Nah, it's not my car. The friend walking with me said it was an older Rolls. It was at a repair shop on South Congress.

It did seem like a photo worthy of the title of this piece, however.

I've never owned a Rolls. I've never ridden in one either. I don't have anything against someone who does, however. I'm a capitalist. I like having money to get things I want. But I know that I am lucky to live in a place where I could amass a little money (starting at zero? less than zero?) and enjoy things I like in my dotage. Oh, I have a beat-up Civic I bought eight years ago because my other beat-up Civic got totaled. And I only have 1200 square feet to shelter me. But it is a cool place, downtown where things ain't the cheapest and I spend profligately (by Honda Civic standards) on eating out, travel (well not so much last year) and my favorite charities.

Apparently there are people who will hold my lifestyle against me. (An article we wrote in the Austin Chronicle about walking to bars and restaurants and museums elicited a detractor who compared us to French royalty during the French revolution. Off with their heads!) And, certainly, there are people who will hold a Rolls or a yacht or a big estate and 'compound' or lavish trips against those (many) folks richer than I. Not me, though.

I know that if you start deciding what people 'deserve' to own, you are no longer a capitalist. Of course, it doesn't mean that we shouldn't have sensible regulations, prosecute fraud, have reasonable taxes (not punitive ones).

What I find unforgivable is hubris. Not just pride but:

hubrisnoun excessive pride or self-confidence; arrogance.
I think it is fine to be a little proud, to stand up for yourself, your accomplishments. But in excess it is the thing I despise most.

Hubris can be exhibited by anyone, too, not just the rich. You see rich people, though, who believe their circumstance is the direct result of superiority, of brains, wits, risk-taking with no element of luck. You see it in the poor, too, who adopt a victim's mantle with an excess of pride, as set apart and enamored of their lack of luck and their circumstance as any rich man who worked for (or defrauded for or stumbled blindly into) his riches.

I love my life. No Rolls although I suppose I could have had one if I'd wanted little else! I have food, shelter, health, a computer, a retirement income. I have most of what I could possibly ever want. Maybe more than I can successfully consume (especially if you count newspapers to read, books to read, movies to watch, walks to take, blogs to read, etc.).

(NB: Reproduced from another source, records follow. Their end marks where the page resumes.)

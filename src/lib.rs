//! # Bank Manager
//!
//! A bank branch simulation built on a small threading toolkit: a shared
//! customer queue, two execution lanes with fixed concurrency caps, and a
//! dispatcher that drains the queue and reports once all work is done.
//!
//! ## Features
//!
//! - **Thread-safe queue**: FIFO under a single lock, shared by the dispatcher and the lanes
//! - **Lanes**: deposits run at most two at a time, loans run strictly one at a time
//! - **Admission gate**: permit-based cap independent of the number of lane threads
//! - **Completion barrier**: the summary is reported only after every dispatched unit finished
//! - **Panic isolation**: a failing observer cannot take down a lane worker
//! - **Observers**: start, finish and summary notifications for a presentation layer
//!
//! ## Quick Start
//!
//! ```rust
//! use bank_manager::prelude::*;
//! use std::sync::Arc;
//! use std::time::Duration;
//!
//! # fn main() -> Result<()> {
//! let config = BankConfig::new()
//!     .with_initial_customers(10)
//!     .with_processing_time(Duration::from_millis(5));
//! let bank = Bank::new(config, Arc::new(LoggingObserver))?;
//!
//! let summary = bank.open()?;
//! println!("{}", summary.closing_message());
//! assert_eq!(summary.total_customers, 10);
//! # Ok(())
//! # }
//! ```
//!
//! ## Choosing the customers
//!
//! ```rust
//! use bank_manager::prelude::*;
//! use std::time::Duration;
//!
//! # fn main() -> Result<()> {
//! let config = BankConfig::new()
//!     .with_initial_customers(0)
//!     .with_processing_time(Duration::ZERO);
//! let bank = Bank::with_config(config)?;
//!
//! bank.seed_with([Task::Deposit, Task::Loan, Task::Deposit]);
//! assert_eq!(bank.queue_len(), 3);
//!
//! let summary = bank.open()?;
//! assert_eq!(summary.deposit.jobs_processed + summary.loan.jobs_processed, 3);
//! assert!(summary.deposit.peak_running <= 2);
//! assert!(summary.loan.peak_running <= 1);
//! # Ok(())
//! # }
//! ```
//!
//! ## Running arbitrary work on a lane
//!
//! ```rust
//! use bank_manager::prelude::*;
//!
//! # fn main() -> Result<()> {
//! let mut lane = Lane::start(Task::Loan, 1, "demo")?;
//! for i in 0..3 {
//!     lane.execute(move || {
//!         println!("loan step {}", i);
//!         Ok(())
//!     })?;
//! }
//! let stats = lane.shutdown()?;
//! assert_eq!(stats.jobs_processed, 3);
//! # Ok(())
//! # }
//! ```

#![warn(missing_docs)]
#![warn(clippy::all)]

pub mod bank;
pub mod core;
pub mod pool;
pub mod prelude;
pub mod queue;
pub mod sync;

#[cfg(feature = "tracing")]
pub mod telemetry;

pub use bank::{Bank, BankConfig, BankObserver, BankSummary, Customer, Task};
pub use core::{BankError, BoxedJob, ClosureJob, Job, Result};
pub use queue::ThreadSafeQueue;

But I hope I always remember that while I tried to get to this place and have the things I want and be safe and happy some luck helped, too. I try to be thankful for potable water, shelter, medical care for me and those I love. I try to be thankful I live where women, if discriminated against sometimes in some ways, are basically considered human and free. I know that my luck in having these things has little to do with me and much to do with where I was born. I also don't believe a god blessed me with these things but if you do, that works, too.

Pride goeth before destruction, and an haughty spirit before a fall. Proverbs 16:18
I have trouble forgiving pride and think gods do, too.

I also think there is a great amount of hubris people adopt in their attempts to identify and right wrongs. Some people are convinced that only they see the true path to what is right. That the world is only flawed because they have not come up with the right procedural path to an ideal world. I think the world is flawed and we only make it better when we admit how unimportant one person is although our acts are magnified if others adopt them.

Perhaps I would have been more successful (hard for me to imagine, though) if I had been more proud, more sure of my own ideas. But the doubt of my anti-hubris kept me grounded, I think, and perhaps kept me from making a few frightful mistakes.

And, maybe, just maybe, I'm too proud of not being proud! Still I hate hubris. But I love the word.

3 comments:

Forrest Preece said...
This comment has been removed by the author.
Forrest Preece said...

Great piece, LB. Beautifully put.

As always, I'm proud to be your mate.

Forrest

Bitsy Parker said...

Excellent post! I love to spot hubris and stick my finger right in the middle of it!